*SUPPLIED RECORDS*:
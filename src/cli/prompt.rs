//! Interactive prompts
//!
//! Line-based questions on stderr, answered on stdin. Only used when stdin is
//! a terminal.

use std::io::{self, BufRead, IsTerminal, Write};

/// Prompt shown when asking for the framework version
pub const VERSION_PROMPT: &str = "FFmpeg version [latest stable]: ";

/// Whether stdin is attached to a terminal
pub fn is_interactive() -> bool {
    io::stdin().is_terminal()
}

/// Ask `prompt` and read one line from `input`
///
/// Returns `None` at end of input. The answer is trimmed.
pub fn ask_from<R: BufRead, W: Write>(
    prompt: &str,
    input: &mut R,
    output: &mut W,
) -> io::Result<Option<String>> {
    write!(output, "{prompt}")?;
    output.flush()?;

    let mut line = String::new();
    if input.read_line(&mut line)? == 0 {
        return Ok(None);
    }
    Ok(Some(line.trim().to_string()))
}

/// Ask `prompt` on the terminal
pub fn ask(prompt: &str) -> io::Result<Option<String>> {
    ask_from(prompt, &mut io::stdin().lock(), &mut io::stderr())
}

#[cfg(test)]
mod tests {
    use super::*;
    use std::io::Cursor;

    #[test]
    fn test_answer_is_trimmed() {
        let mut input = Cursor::new("  n7.0.2  \n");
        let mut output = Vec::new();

        let answer = ask_from(VERSION_PROMPT, &mut input, &mut output).unwrap();

        assert_eq!(answer.as_deref(), Some("n7.0.2"));
        assert_eq!(String::from_utf8(output).unwrap(), VERSION_PROMPT);
    }

    #[test]
    fn test_empty_line_is_empty_answer() {
        let mut input = Cursor::new("\n");
        let answer = ask_from(VERSION_PROMPT, &mut input, &mut Vec::new()).unwrap();
        assert_eq!(answer.as_deref(), Some(""));
    }

    #[test]
    fn test_end_of_input_is_none() {
        let mut input = Cursor::new("");
        let answer = ask_from(VERSION_PROMPT, &mut input, &mut Vec::new()).unwrap();
        assert!(answer.is_none());
    }
}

*TASK PROMPT*: Everything from the line containing "ask_from(prompt, &mut io::stdin().lock(), &mut" through the final line of the entries is to be written out exactly. No other lines belong in the answer.

*TASK RESPONSE*:
    ask_from(prompt, &mut io::stdin().lock(), &mut io::stderr())
}

#[cfg(test)]
mod tests {
    use super::*;
    use std::io::Cursor;

    #[test]
    fn test_answer_is_trimmed() {
        let mut input = Cursor::new("  n7.0.2  \n");
        let mut output = Vec::new();

        let answer = ask_from(VERSION_PROMPT, &mut input, &mut output).unwrap();

        assert_eq!(answer.as_deref(), Some("n7.0.2"));
        assert_eq!(String::from_utf8(output).unwrap(), VERSION_PROMPT);
    }

    #[test]
    fn test_empty_line_is_empty_answer() {
        let mut input = Cursor::new("\n");
        let answer = ask_from(VERSION_PROMPT, &mut input, &mut Vec::new()).unwrap();
        assert_eq!(answer.as_deref(), Some(""));
    }

    #[test]
    fn test_end_of_input_is_none() {
        let mut input = Cursor::new("");
        let answer = ask_from(VERSION_PROMPT, &mut input, &mut Vec::new()).unwrap();
        assert!(answer.is_none());
    }
}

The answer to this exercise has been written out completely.